__Aim of the exercise__: Your answer should contain every line of the records, transcribed word for word.
━━━━━━━━
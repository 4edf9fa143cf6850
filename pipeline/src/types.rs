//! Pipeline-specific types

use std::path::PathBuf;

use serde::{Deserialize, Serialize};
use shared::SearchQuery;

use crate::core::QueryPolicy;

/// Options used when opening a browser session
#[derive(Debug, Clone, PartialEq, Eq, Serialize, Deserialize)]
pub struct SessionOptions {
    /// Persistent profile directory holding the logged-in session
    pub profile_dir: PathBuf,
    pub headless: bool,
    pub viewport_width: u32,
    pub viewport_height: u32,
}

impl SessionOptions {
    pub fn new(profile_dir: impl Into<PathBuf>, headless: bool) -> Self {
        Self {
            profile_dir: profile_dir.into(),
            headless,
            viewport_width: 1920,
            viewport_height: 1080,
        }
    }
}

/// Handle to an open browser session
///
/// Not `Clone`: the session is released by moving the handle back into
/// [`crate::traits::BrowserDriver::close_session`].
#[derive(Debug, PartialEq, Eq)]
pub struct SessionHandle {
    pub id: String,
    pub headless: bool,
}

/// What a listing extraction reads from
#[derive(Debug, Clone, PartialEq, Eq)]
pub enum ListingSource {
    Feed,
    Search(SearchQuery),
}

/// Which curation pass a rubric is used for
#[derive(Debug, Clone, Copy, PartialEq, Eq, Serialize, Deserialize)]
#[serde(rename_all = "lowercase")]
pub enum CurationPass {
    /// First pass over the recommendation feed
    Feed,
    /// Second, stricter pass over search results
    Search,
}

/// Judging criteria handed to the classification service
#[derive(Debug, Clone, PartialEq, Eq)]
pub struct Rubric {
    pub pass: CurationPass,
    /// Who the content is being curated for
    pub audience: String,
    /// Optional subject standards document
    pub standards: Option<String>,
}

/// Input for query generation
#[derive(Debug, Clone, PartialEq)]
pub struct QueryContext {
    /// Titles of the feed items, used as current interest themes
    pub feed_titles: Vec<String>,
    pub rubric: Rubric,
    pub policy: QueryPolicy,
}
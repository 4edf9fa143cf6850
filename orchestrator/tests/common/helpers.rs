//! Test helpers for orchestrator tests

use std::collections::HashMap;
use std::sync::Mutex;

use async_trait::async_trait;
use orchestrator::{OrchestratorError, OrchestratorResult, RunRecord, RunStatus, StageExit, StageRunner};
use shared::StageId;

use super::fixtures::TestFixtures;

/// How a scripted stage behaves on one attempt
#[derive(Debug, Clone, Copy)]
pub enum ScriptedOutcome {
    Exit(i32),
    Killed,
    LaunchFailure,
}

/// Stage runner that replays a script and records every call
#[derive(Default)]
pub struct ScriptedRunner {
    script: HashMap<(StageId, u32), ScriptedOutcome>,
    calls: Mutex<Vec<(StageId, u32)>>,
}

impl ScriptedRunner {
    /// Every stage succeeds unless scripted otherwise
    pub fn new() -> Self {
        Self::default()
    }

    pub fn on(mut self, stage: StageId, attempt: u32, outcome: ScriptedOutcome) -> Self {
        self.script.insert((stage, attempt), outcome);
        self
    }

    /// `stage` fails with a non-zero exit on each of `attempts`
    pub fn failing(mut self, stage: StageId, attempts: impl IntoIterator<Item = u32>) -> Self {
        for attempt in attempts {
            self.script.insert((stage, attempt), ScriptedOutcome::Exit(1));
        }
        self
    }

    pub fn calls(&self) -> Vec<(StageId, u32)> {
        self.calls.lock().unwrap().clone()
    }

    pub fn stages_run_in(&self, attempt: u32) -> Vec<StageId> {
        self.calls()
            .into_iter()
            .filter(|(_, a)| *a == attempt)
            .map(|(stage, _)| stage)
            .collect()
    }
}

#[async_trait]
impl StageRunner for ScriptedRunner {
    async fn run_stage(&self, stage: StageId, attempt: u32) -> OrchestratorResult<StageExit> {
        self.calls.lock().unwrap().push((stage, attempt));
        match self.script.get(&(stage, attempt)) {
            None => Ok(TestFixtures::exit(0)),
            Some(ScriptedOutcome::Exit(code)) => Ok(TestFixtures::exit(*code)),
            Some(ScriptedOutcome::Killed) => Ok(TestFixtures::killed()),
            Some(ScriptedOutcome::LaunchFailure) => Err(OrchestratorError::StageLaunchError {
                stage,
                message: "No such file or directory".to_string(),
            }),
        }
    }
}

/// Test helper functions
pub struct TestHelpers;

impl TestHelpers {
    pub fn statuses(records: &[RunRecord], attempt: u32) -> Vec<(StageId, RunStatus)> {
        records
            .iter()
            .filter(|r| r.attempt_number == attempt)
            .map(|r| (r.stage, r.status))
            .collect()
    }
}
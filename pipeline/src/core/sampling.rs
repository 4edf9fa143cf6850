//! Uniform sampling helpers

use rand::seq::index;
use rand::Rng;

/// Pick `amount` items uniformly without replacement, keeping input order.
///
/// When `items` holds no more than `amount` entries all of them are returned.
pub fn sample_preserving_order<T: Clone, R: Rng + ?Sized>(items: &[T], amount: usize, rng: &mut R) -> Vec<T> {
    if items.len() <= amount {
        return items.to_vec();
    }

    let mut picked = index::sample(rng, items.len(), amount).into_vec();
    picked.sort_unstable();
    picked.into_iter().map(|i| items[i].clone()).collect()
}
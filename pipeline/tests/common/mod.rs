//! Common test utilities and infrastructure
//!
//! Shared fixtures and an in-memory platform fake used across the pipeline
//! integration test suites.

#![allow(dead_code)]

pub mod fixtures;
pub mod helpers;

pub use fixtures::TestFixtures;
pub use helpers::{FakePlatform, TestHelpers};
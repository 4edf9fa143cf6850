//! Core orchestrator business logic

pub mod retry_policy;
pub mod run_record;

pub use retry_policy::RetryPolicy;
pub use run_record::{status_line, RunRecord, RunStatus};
━━━━━━━━
__Answer to this problem__:
repository 4edf9fa143cf6850
filename pipeline/src/types.rs
//! Pipeline-specific types

use std::path::PathBuf;

use serde::{Deserialize, Serialize};
use shared::SearchQuery;

use crate::core::QueryPolicy;

/// Options used when opening a browser session
#[derive(Debug, Clone, PartialEq, Eq, Serialize, Deserialize)]
pub struct SessionOptions {
    /// Persistent profile directory holding the logged-in session
    pub profile_dir: PathBuf,
    pub headless: bool,
    pub viewport_width: u32,
    pub viewport_height: u32,
}

impl SessionOptions {
    pub fn new(profile_dir: impl Into<PathBuf>, headless: bool) -> Self {
        Self {
            profile_dir: profile_dir.into(),
            headless,
            viewport_width: 1920,
            viewport_height: 1080,
        }
    }
}

/// Handle to an open browser session
///
/// Not `Clone`: the session is released by moving the handle back into
/// [`crate::traits::BrowserDriver::close_session`].
#[derive(Debug, PartialEq, Eq)]
pub struct SessionHandle {
    pub id: String,
    pub headless: bool,
}

/// What a listing extraction reads from
#[derive(Debug, Clone, PartialEq, Eq)]
pub enum ListingSource {
    Feed,
    Search(SearchQuery),
}

/// Which curation pass a rubric is used for
#[derive(Debug, Clone, Copy, PartialEq, Eq, Serialize, Deserialize)]
#[serde(rename_all = "lowercase")]
pub enum CurationPass {
    /// First pass over the recommendation feed
    Feed,
    /// Second, stricter pass over search results
    Search,
}

/// Judging criteria handed to the classification service
#[derive(Debug, Clone, PartialEq, Eq)]
pub struct Rubric {
    pub pass: CurationPass,
    /// Who the content is being curated for
    pub audience: String,
    /// Optional subject standards document
    pub standards: Option<String>,
}

/// Input for query generation
#[derive(Debug, Clone, PartialEq)]
pub struct QueryContext {
    /// Titles of the feed items, used as current interest themes
    pub feed_titles: Vec<String>,
    pub rubric: Rubric,
    pub policy: QueryPolicy,
}
repository 4edf9fa143cf6850
filename orchestrator/tests/common/helpers.rs
//! Test helpers for orchestrator tests

use std::collections::HashMap;
use std::sync::Mutex;

use async_trait::async_trait;
use orchestrator::{OrchestratorError, OrchestratorResult, RunRecord, RunStatus, StageExit, StageRunner};
use shared::StageId;

use super::fixtures::TestFixtures;

/// How a scripted stage behaves on one attempt
#[derive(Debug, Clone, Copy)]
pub enum ScriptedOutcome {
    Exit(i32),
    Killed,
    LaunchFailure,
}

/// Stage runner that replays a script and records every call
#[derive(Default)]
pub struct ScriptedRunner {
    script: HashMap<(StageId, u32), ScriptedOutcome>,
    calls: Mutex<Vec<(StageId, u32)>>,
}

impl ScriptedRunner {
    /// Every stage succeeds unless scripted otherwise
    pub fn new() -> Self {
        Self::default()
    }

    pub fn on(mut self, stage: StageId, attempt: u32, outcome: ScriptedOutcome) -> Self {
        self.script.insert((stage, attempt), outcome);
        self
    }

    /// `stage` fails with a non-zero exit on each of `attempts`
    pub fn failing(mut self, stage: StageId, attempts: impl IntoIterator<Item = u32>) -> Self {
        for attempt in attempts {
            self.script.insert((stage, attempt), ScriptedOutcome::Exit(1));
        }
        self
    }

    pub fn calls(&self) -> Vec<(StageId, u32)> {
        self.calls.lock().unwrap().clone()
    }

    pub fn stages_run_in(&self, attempt: u32) -> Vec<StageId> {
        self.calls()
            .into_iter()
            .filter(|(_, a)| *a == attempt)
            .map(|(stage, _)| stage)
            .collect()
    }
}

#[async_trait]
impl StageRunner for ScriptedRunner {
    async fn run_stage(&self, stage: StageId, attempt: u32) -> OrchestratorResult<StageExit> {
        self.calls.lock().unwrap().push((stage, attempt));
        match self.script.get(&(stage, attempt)) {
            None => Ok(TestFixtures::exit(0)),
            Some(ScriptedOutcome::Exit(code)) => Ok(TestFixtures::exit(*code)),
            Some(ScriptedOutcome::Killed) => Ok(TestFixtures::killed()),
            Some(ScriptedOutcome::LaunchFailure) => Err(OrchestratorError::StageLaunchError {
                stage,
                message: "No such file or directory".to_string(),
            }),
        }
    }
}

/// Test helper functions
pub struct TestHelpers;

impl TestHelpers {
    pub fn statuses(records: &[RunRecord], attempt: u32) -> Vec<(StageId, RunStatus)> {
        records
            .iter()
            .filter(|r| r.attempt_number == attempt)
            .map(|r| (r.stage, r.status))
            .collect()
    }
}
filename pipeline/src/core/sampling.rs
repository 4edf9fa143cf6850
//! Uniform sampling helpers

use rand::seq::index;
use rand::Rng;

/// Pick `amount` items uniformly without replacement, keeping input order.
///
/// When `items` holds no more than `amount` entries all of them are returned.
pub fn sample_preserving_order<T: Clone, R: Rng + ?Sized>(items: &[T], amount: usize, rng: &mut R) -> Vec<T> {
    if items.len() <= amount {
        return items.to_vec();
    }

    let mut picked = index::sample(rng, items.len(), amount).into_vec();
    picked.sort_unstable();
    picked.into_iter().map(|i| items[i].clone()).collect()
}
filename pipeline/tests/common/mod.rs
//! Common test utilities and infrastructure
//!
//! Shared fixtures and an in-memory platform fake used across the pipeline
//! integration test suites.

#![allow(dead_code)]

pub mod fixtures;
pub mod helpers;

pub use fixtures::TestFixtures;
pub use helpers::{FakePlatform, TestHelpers};
repository 4edf9fa143cf6850
//! Core orchestrator business logic

pub mod retry_policy;
pub mod run_record;

pub use retry_policy::RetryPolicy;
pub use run_record::{status_line, RunRecord, RunStatus};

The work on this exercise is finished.